→ **WORK ORDER**:
Below are some records. Reproduce them exactly from their first line through the line with "there with a", inclusive.

Stored items:

• • • • •

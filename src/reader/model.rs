//! Single-model gridded data reader.
//!
//! [`ReadGridded`] resolves one model id to a directory under the configured
//! search roots, classifies the files it finds there with a
//! [`FileConvention`], and assembles per-variable, multi-year
//! [`GriddedDataset`]s by loading and concatenating the matching files along
//! the time axis.

use ndarray::Axis;
use std::collections::BTreeSet;
use std::path::{Path, PathBuf};
use tracing::{debug, info, warn};
use walkdir::WalkDir;

use super::{dir_names, matching_data_dirs};
use crate::config::Config;
use crate::convention::{FileConvention, FileInfo};
use crate::error::{AeroreadError, Result};
use crate::griddata::GriddedDataset;
use crate::loader::load_grid_file;

/// Result of reading one variable during a bulk [`ReadGridded::read_all_vars`].
#[derive(Debug)]
pub struct VarReadOutcome {
    /// Variable name the read was attempted for
    pub var_name: String,
    /// The assembled dataset, or the recorded failure
    pub result: Result<GriddedDataset>,
}

/// Reader for one model's output directory.
#[derive(Debug)]
pub struct ReadGridded {
    data_id: String,
    data_dir: PathBuf,
    convention: FileConvention,
}

impl ReadGridded {
    /// Resolve a model id against the configured search roots.
    ///
    /// The id must match exactly one subdirectory (by exact name or
    /// substring); zero or several matches are a hard error, never a silent
    /// pick. The file convention is taken from the configuration if set,
    /// otherwise inferred from one example file in the directory.
    pub fn new(data_id: &str, config: &Config) -> Result<Self> {
        let data_dir = Self::search_data_dir(data_id, config)?;

        let convention = match &config.read.convention {
            Some(name) => FileConvention::import_default(name)?,
            None => {
                let example = first_file(&data_dir).ok_or_else(|| {
                    AeroreadError::ModelDirNotFound {
                        data_id: data_id.to_string(),
                        message: format!("directory {} contains no files", data_dir.display()),
                    }
                })?;
                FileConvention::from_file(&example)?
            }
        };

        info!(
            data_id = data_id,
            dir = %data_dir.display(),
            convention = %convention.name,
            "Resolved model directory"
        );

        Ok(Self {
            data_id: data_id.to_string(),
            data_dir,
            convention,
        })
    }

    /// Like [`new`], but with an explicitly chosen convention.
    ///
    /// An explicit convention outranks both the configured and the inferred
    /// one.
    ///
    /// [`new`]: ReadGridded::new
    pub fn with_convention(
        data_id: &str,
        config: &Config,
        convention: FileConvention,
    ) -> Result<Self> {
        let data_dir = Self::search_data_dir(data_id, config)?;
        Ok(Self {
            data_id: data_id.to_string(),
            data_dir,
            convention,
        })
    }

    /// Resolve a model id to exactly one directory under the search roots.
    pub fn search_data_dir(data_id: &str, config: &Config) -> Result<PathBuf> {
        let matches = matching_data_dirs(&config.paths.model_roots, data_id)?;
        match matches.as_slice() {
            [single] => Ok(single.clone()),
            [] => Err(AeroreadError::ModelDirNotFound {
                data_id: data_id.to_string(),
                message: format!(
                    "no directory matches under roots {:?}",
                    config.paths.model_roots
                ),
            }),
            many => Err(AeroreadError::ModelDirNotFound {
                data_id: data_id.to_string(),
                message: format!("ambiguous: matches {}", dir_names(many)),
            }),
        }
    }

    /// The model id this reader serves.
    pub fn data_id(&self) -> &str {
        &self.data_id
    }

    /// The resolved data directory.
    pub fn data_dir(&self) -> &Path {
        &self.data_dir
    }

    /// The convention governing filenames in the data directory.
    pub fn convention(&self) -> &FileConvention {
        &self.convention
    }

    /// Enumerate all files matching the convention's expected shape.
    ///
    /// The sequence is lazy and restartable: each call walks the directory
    /// afresh. Files that do not parse under the convention are skipped
    /// (logged at debug level), never an error; an empty directory yields an
    /// empty sequence.
    pub fn search_all_files(&self) -> impl Iterator<Item = (PathBuf, FileInfo)> + '_ {
        WalkDir::new(&self.data_dir)
            .sort_by_file_name()
            .into_iter()
            .filter_map(|entry| entry.ok())
            .filter(|entry| entry.file_type().is_file())
            .filter_map(move |entry| {
                let filename = entry.file_name().to_string_lossy();
                match self.convention.get_info_from_file(&filename) {
                    Ok(info) => Some((entry.into_path(), info)),
                    Err(err) => {
                        debug!(file = %filename, error = %err, "Skipping non-matching file");
                        None
                    }
                }
            })
    }

    /// All variable names discoverable under the convention, sorted.
    pub fn vars_available(&self) -> Vec<String> {
        let vars: BTreeSet<String> = self
            .search_all_files()
            .map(|(_, info)| info.var_name)
            .collect();
        vars.into_iter().collect()
    }

    /// All years covered by files in the data directory, sorted
    /// (climatology files excluded).
    pub fn years_available(&self) -> Vec<i32> {
        let years: BTreeSet<i32> = self
            .search_all_files()
            .filter(|(_, info)| !info.is_climatology())
            .map(|(_, info)| info.year)
            .collect();
        years.into_iter().collect()
    }

    /// Load, filter by year range and concatenate all files for one variable.
    ///
    /// Files whose year falls outside `start_year..=stop_year` are excluded
    /// whole, not truncated. Files must cover pairwise disjoint time ranges;
    /// an overlap is a data-integrity failure, never resolved by picking one
    /// file. The result is ordered by time.
    pub fn read_var(
        &self,
        var_name: &str,
        start_year: i32,
        stop_year: i32,
    ) -> Result<GriddedDataset> {
        if start_year > stop_year {
            return Err(AeroreadError::InvalidTimeRange {
                start: start_year.to_string(),
                stop: stop_year.to_string(),
            });
        }

        let mut candidates: Vec<(PathBuf, FileInfo)> = self
            .search_all_files()
            .filter(|(_, info)| {
                info.var_name == var_name
                    && !info.is_climatology()
                    && (start_year..=stop_year).contains(&info.year)
            })
            .collect();
        candidates.sort_by_key(|(_, info)| info.year);

        if candidates.is_empty() {
            return Err(AeroreadError::DataNotFound {
                message: format!(
                    "{}: no files for variable {} in {}..={}",
                    self.data_id, var_name, start_year, stop_year
                ),
            });
        }

        let ts_types: BTreeSet<&str> = candidates
            .iter()
            .map(|(_, info)| info.ts_type.as_str())
            .collect();
        if ts_types.len() > 1 {
            return Err(AeroreadError::DimensionMismatch {
                message: format!(
                    "{} {}: files with mixed time resolutions ({})",
                    self.data_id,
                    var_name,
                    ts_types.into_iter().collect::<Vec<_>>().join(", ")
                ),
            });
        }

        let mut merged: Option<GriddedDataset> = None;
        for (path, info) in &candidates {
            let grid_file = load_grid_file(path)?;
            let piece = grid_file.extract_var(var_name, &self.data_id, info.ts_type)?;
            piece.validate()?;

            merged = Some(match merged {
                None => piece,
                Some(acc) => concat_time(acc, piece)?,
            });
        }

        let dataset = merged.expect("candidates is non-empty");
        dataset.validate()?;
        info!(
            data_id = %self.data_id,
            var = var_name,
            files = candidates.len(),
            samples = dataset.times.len(),
            "Assembled gridded dataset"
        );
        Ok(dataset)
    }

    /// Read every variable discoverable under the convention.
    ///
    /// Per-variable failures are collected next to the successes so that one
    /// unreadable variable never aborts the bulk read.
    pub fn read_all_vars(&self) -> Vec<VarReadOutcome> {
        let mut outcomes = Vec::new();
        for var_name in self.vars_available() {
            let years: Vec<i32> = self
                .search_all_files()
                .filter(|(_, info)| info.var_name == var_name && !info.is_climatology())
                .map(|(_, info)| info.year)
                .collect();
            let result = match (years.iter().min(), years.iter().max()) {
                (Some(&start), Some(&stop)) => self.read_var(&var_name, start, stop),
                _ => Err(AeroreadError::DataNotFound {
                    message: format!("{}: only climatology files for {}", self.data_id, var_name),
                }),
            };
            if let Err(err) = &result {
                warn!(data_id = %self.data_id, var = %var_name, error = %err, "Variable read failed");
            }
            outcomes.push(VarReadOutcome { var_name, result });
        }

        let failed = outcomes.iter().filter(|o| o.result.is_err()).count();
        info!(
            data_id = %self.data_id,
            succeeded = outcomes.len() - failed,
            failed = failed,
            "Bulk variable read finished"
        );
        outcomes
    }
}

/// Concatenate two datasets along the time axis, rejecting overlaps.
fn concat_time(first: GriddedDataset, second: GriddedDataset) -> Result<GriddedDataset> {
    if first.lats != second.lats || first.lons != second.lons {
        return Err(AeroreadError::DimensionMismatch {
            message: format!(
                "{} {}: lat/lon grids differ between source files",
                first.data_id, first.var_name
            ),
        });
    }

    let describe = |dataset: &GriddedDataset| {
        dataset
            .source_files
            .iter()
            .filter_map(|p| p.file_name())
            .map(|n| n.to_string_lossy().into_owned())
            .collect::<Vec<_>>()
            .join("+")
    };

    match (first.stop_time(), second.start_time()) {
        (Some(stop), Some(start)) if stop >= start => {
            return Err(AeroreadError::OverlappingData {
                first: describe(&first),
                second: describe(&second),
            });
        }
        _ => {}
    }

    let data = ndarray::concatenate(Axis(0), &[first.data.view(), second.data.view()])?;
    let mut times = first.times;
    times.extend(second.times);
    let mut source_files = first.source_files;
    source_files.extend(second.source_files);

    Ok(GriddedDataset {
        data_id: first.data_id,
        var_name: first.var_name,
        units: first.units.or(second.units),
        ts_type: first.ts_type,
        data,
        lats: first.lats,
        lons: first.lons,
        times,
        lon_convention: first.lon_convention,
        attrs: first.attrs,
        source_files,
    })
}

/// The first regular file directly under a directory (sorted order).
fn first_file(dir: &Path) -> Option<PathBuf> {
    WalkDir::new(dir)
        .sort_by_file_name()
        .into_iter()
        .filter_map(|entry| entry.ok())
        .find(|entry| entry.file_type().is_file())
        .map(|entry| entry.into_path())
}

• • • • •

→ **ANSWER SPACE**:
filename src/reader/model.rs
//! Single-model gridded data reader.
//!
//! [`ReadGridded`] resolves one model id to a directory under the configured
//! search roots, classifies the files it finds there with a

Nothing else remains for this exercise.